With its new group exhibition, Aeroplastics returns to the ironical and directly visual spirit that the gallery has been exploring for many years now. "Humble me" presents a selection of works where each - in its own manner of expression - treats the vast theme of human fragility and isolation. Between romanticism and tragicomedy, they offer an 'off the wall' examination of the place of the individual in our contemporary world, and so throw open the way for debate and argument.
Designer, technician, photographer and filmmaker Arik Levy plays with labels. His project Shine (1996) is very much in this vein: integrated within a series of photographed portraits, the utilitarian object that he has conceived (a lamp) becomes the central element in a stage-setting that transfigures anonymous individuals into so many divine messengers. On the other hand, no need for accessories with the works of Susan Anderson: her young models, prepared at a cost of thousands of dollars for child beauty contests, are already artificial from top to toe. Estimates put at some 100,000 the number of yearly participants under 12 years-of-age taking part in these competitions that reflect the desires, fears and anxieties at play in contemporary American society.
We have a staging of a different sort presented by Carlos & Jason Sanchez in To Control to evoke the manipulation of young minds by Nazi ideology – a process that persists as a tragic actuality today in the context of the Middle East conflict. This reflection is continued with The Everyday, an image that has indeed become 'everyday' in the era of worldwide terrorism, and which testifies to the connection of the Sanchezes with the cinematographic sense of a Jeff Wall. With Teun Hocks, artifice and decor contribute to the absurdist humour of compositions where the artist himself occupies pride of place. He shares with Ellen Kooi a pronounced taste for vast landscapes. With the latter, the mise-en-scène is also the occasion for references to art history, be it with Christina’s World by Andrew Wyeth, or Ophélie by Millais. This concept is developed in a specific way by Katerina Belkina whose self-portraits to which she applies a graphic tint, act as substitutes to the models painted by Degas, Picasso, Modigliani or Gauguin. It is a veritable balancing act that the artist undertakes, mixing photography, digital manipulation, and materials like oils and pencil. She aims to "bring the image to a point where it's able to represent the reality/abstraction duality", all the while not modifying it "beyond reasonable limits". Kate Waters goes about things in a reverse way, starting with photographs, which she subsequently transposes in her paintings. The images she uses are at once strange and banal, reflections of an everyday where anything is now susceptible to becoming subject matter. Terry Rodgers, for his part, transcends the banality of the everyday by selecting models encountered by chance on the street, and then staging them in a way that is at once hyperrealistic and baroque. The artifice of the compositions - if they reinforce the decadent side - equally accentuates the feeling of solitude felt by isolated figures in a world that is not their own. On the other hand, with Marcel Gähler it is the theme of family and happy childhood that rules the roost. His drawings evoke old photographs, but a closer look reveals that these are films projected upon a simple white sheet, like the memory of a memory, suffused with a certain air of melancholia.

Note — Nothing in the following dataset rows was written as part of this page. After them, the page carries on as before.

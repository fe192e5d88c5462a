//! TOML-based configuration persistence for the pairing application.
//!
//! Reads and writes `AppConfig` to the platform-appropriate config file:
//! - Windows:  `%APPDATA%\WhatsAppPairing\config.toml`
//! - Linux:    `~/.config/whatsapp-pairing/config.toml`
//! - macOS:    `~/Library/Application Support/WhatsAppPairing/config.toml`
//!
//! Example file:
//!
//! ```toml
//! [gateway]
//! base_url = "https://crm.example.com/api"
//! api_token = "secret"
//! request_timeout_secs = 10
//!
//! [polling]
//! interval_secs = 2
//! max_attempts = 30
//!
//! [logging]
//! log_level = "info"
//! ```
//!
//! # Serde default values
//!
//! Every field carries `#[serde(default = "...")]`, and every section is
//! `#[serde(default)]`, so an empty or partial file is valid.  This lets the
//! app run before a config file exists and keeps older files loadable when
//! new fields are added.

use std::path::{Path, PathBuf};
use std::time::Duration;

use serde::{Deserialize, Serialize};
use thiserror::Error;

use wa_pairing_core::PollingPolicy;

/// Error type for configuration file operations.
#[derive(Debug, Error)]
pub enum ConfigError {
    /// The platform config directory could not be determined.
    #[error("could not determine platform config directory")]
    NoPlatformConfigDir,

    /// A file system I/O error occurred.
    #[error("I/O error accessing config at {path}: {source}")]
    Io {
        path: PathBuf,
        #[source]
        source: std::io::Error,
    },

    /// The TOML content could not be parsed.
    #[error("failed to parse config TOML: {0}")]
    Parse(#[from] toml::de::Error),

    /// The config could not be serialized to TOML.
    #[error("failed to serialize config: {0}")]
    Serialize(#[from] toml::ser::Error),
}

// ── Config schema types ───────────────────────────────────────────────────────

/// Top-level application configuration stored on disk.
#[derive(Debug, Clone, Default, Serialize, Deserialize, PartialEq, Eq)]
pub struct AppConfig {
    #[serde(default)]
    pub gateway: GatewayConfig,
    #[serde(default)]
    pub polling: PollingConfig,
    #[serde(default)]
    pub logging: LoggingConfig,
}

/// Where the WhatsApp gateway lives and how to authenticate against it.
#[derive(Debug, Clone, Serialize, Deserialize, PartialEq, Eq)]
pub struct GatewayConfig {
    /// Base URL of the REST API; endpoints are appended as path segments.
    #[serde(default = "default_base_url")]
    pub base_url: String,
    /// Bearer token sent with every request, if the gateway requires one.
    #[serde(default, skip_serializing_if = "Option::is_none")]
    pub api_token: Option<String>,
    /// Per-request timeout in seconds.
    #[serde(default = "default_request_timeout_secs")]
    pub request_timeout_secs: u64,
}

/// Polling interval and attempt budget.
#[derive(Debug, Clone, Serialize, Deserialize, PartialEq, Eq)]
pub struct PollingConfig {
    #[serde(default = "default_interval_secs")]
    pub interval_secs: u64,
    #[serde(default = "default_max_attempts")]
    pub max_attempts: u32,
}

#[derive(Debug, Clone, Serialize, Deserialize, PartialEq, Eq)]
pub struct LoggingConfig {
    /// `tracing` level used when `RUST_LOG` is unset.
    #[serde(default = "default_log_level")]
    pub log_level: String,
}

impl GatewayConfig {
    pub fn request_timeout(&self) -> Duration {
        Duration::from_secs(self.request_timeout_secs)
    }
}

impl PollingConfig {
    /// Converts the on-disk representation into the domain policy.
    pub fn policy(&self) -> PollingPolicy {
        PollingPolicy::new(Duration::from_secs(self.interval_secs), self.max_attempts)
    }
}

// ── Default helpers ───────────────────────────────────────────────────────────

fn default_base_url() -> String {
    "http://127.0.0.1:3000/api".to_string()
}
fn default_request_timeout_secs() -> u64 {
    10
}
fn default_interval_secs() -> u64 {
    PollingPolicy::default().interval.as_secs()
}
fn default_max_attempts() -> u32 {
    PollingPolicy::default().max_attempts
}
fn default_log_level() -> String {
    "info".to_string()
}

impl Default for GatewayConfig {
    fn default() -> Self {
        Self {
            base_url: default_base_url(),
            api_token: None,
            request_timeout_secs: default_request_timeout_secs(),
        }
    }
}

impl Default for PollingConfig {
    fn default() -> Self {
        Self {
            interval_secs: default_interval_secs(),
            max_attempts: default_max_attempts(),
        }
    }
}

impl Default for LoggingConfig {
    fn default() -> Self {
        Self {
            log_level: default_log_level(),
        }
    }
}

// ── Config repository ─────────────────────────────────────────────────────────

/// Determines the platform-appropriate directory for the config file.
///
/// # Errors
///
/// Returns [`ConfigError::NoPlatformConfigDir`] when the platform config base
/// directory cannot be determined from the environment.
pub fn config_dir() -> Result<PathBuf, ConfigError> {
    platform_config_dir().ok_or(ConfigError::NoPlatformConfigDir)
}

/// Resolves the full path to the config file.
pub fn config_file_path() -> Result<PathBuf, ConfigError> {
    Ok(config_dir()?.join("config.toml"))
}

/// Loads `AppConfig` from the platform config file.
///
/// # Errors
///
/// See [`load_config_from`].
pub fn load_config() -> Result<AppConfig, ConfigError> {
    load_config_from(&config_file_path()?)
}

/// Loads `AppConfig` from `path`, returning `AppConfig::default()` if the file
/// does not exist yet.
///
/// # Errors
///
/// Returns [`ConfigError::Io`] for file-system errors other than "not found",
/// and [`ConfigError::Parse`] if the TOML is malformed.
pub fn load_config_from(path: &Path) -> Result<AppConfig, ConfigError> {
    match std::fs::read_to_string(path) {
        Ok(content) => Ok(toml::from_str(&content)?),
        Err(e) if e.kind() == std::io::ErrorKind::NotFound => Ok(AppConfig::default()),
        Err(source) => Err(ConfigError::Io {
            path: path.to_path_buf(),
            source,
        }),
    }
}

/// Persists `config` to the platform config file.
pub fn save_config(config: &AppConfig) -> Result<(), ConfigError> {
    save_config_to(config, &config_file_path()?)
}

/// Persists `config` to `path`, creating parent directories as needed.
///
/// # Errors
///
/// Returns [`ConfigError::Io`] for file-system failures or
/// [`ConfigError::Serialize`] if serialization fails.
pub fn save_config_to(config: &AppConfig, path: &Path) -> Result<(), ConfigError> {
    if let Some(dir) = path.parent() {
        std::fs::create_dir_all(dir).map_err(|source| ConfigError::Io {
            path: dir.to_path_buf(),
            source,
        })?;
    }

    let content = toml::to_string_pretty(config)?;
    std::fs::write(path, content).map_err(|source| ConfigError::Io {
        path: path.to_path_buf(),
        source,
    })
}

/// Resolves the platform config base directory including the app subdirectory.
fn platform_config_dir() -> Option<PathBuf> {
    #[cfg(target_os = "windows")]
    {
        std::env::var_os("APPDATA").map(|p| PathBuf::from(p).join("WhatsAppPairing"))
    }

    #[cfg(target_os = "linux")]
    {
        // XDG_CONFIG_HOME or ~/.config
        let base = std::env::var_os("XDG_CONFIG_HOME")
            .map(PathBuf::from)
            .or_else(|| std::env::var_os("HOME").map(|h| PathBuf::from(h).join(".config")))?;
        Some(base.join("whatsapp-pairing"))
    }

    #[cfg(target_os = "macos")]
    {
        std::env::var_os("HOME").map(|h| {
            PathBuf::from(h)
                .join("Library")
                .join("Application Support")
                .join("WhatsAppPairing")
        })
    }

    #[cfg(not(any(target_os = "windows", target_os = "linux", target_os = "macos")))]
    {
        None
    }
}

// ── Tests ─────────────────────────────────────────────────────────────────────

The drawings of Filip Markiewicz, as well, evoke images of a recent past, and form part of a vast project from the history of the abbey at Neumünster to Luxembourg – successively treating a place of worship, a hospital and a prison. His Manifesto for the technology of depolitization of the body takes the opposite slant to the concept of the body's politization as put forward by Michel Foucault, and which - pushed to its limits - leads to dictatorships and the holocaust. Ronald Ophuis envisages this tortured and imprisoned body regaining freedom in chaos: his disquieting clowns in striped pyjamas recall the survivors of the extermination camps who, on the long and hard road that led them homewards, would have put on shows as a way of sustaining themselves.
The spectacle offered by Moussa Sarr is his alone, face-to-face with the camera: his sketches play with a grating humour on the politically (in)correct and stereotypes, all the while drawing inspiration from La Fontaine (who will win, the little fly or the horse?). The fable is also in question with Shadi Gadhirian: she incarnates a Miss Butterfly whose life the spider might spare if she brings it insects hiding in the cellar. Rejecting this, the woman/butterfly prefers sacrificing herself by a leap into the web but, touched by this gesture, the spider deigns to let her get away. With Tom Dale as with John Isaacs, it is rather a matter of riddles: their sculptures are all elements of a personal mythology, tragicomic and in perpetual development. Pierrick Sorin manages, as well, to invent a world where he is at once demiurge and victim, like a mad scientist caught in the snare of his own inventions. He shares with Samuel Rousseau an interest in using offbeat animated images. Rousseau's Jardin nomade sets in train a myriad of characters wandering though the maze of an oriental carpet, like in a world ruled by diktat of whatever bent. Those of advertising and intemperate sex, for example, as we are shown in the New York photographs of Wouter Deruytter. Far from this tumult, Bernard Gigounon constructs offbeat universes, silent and deserted from his series "Disharmony", assembling images with no apparent mutual connection – or how from out of chance (dis)harmony may be wrought.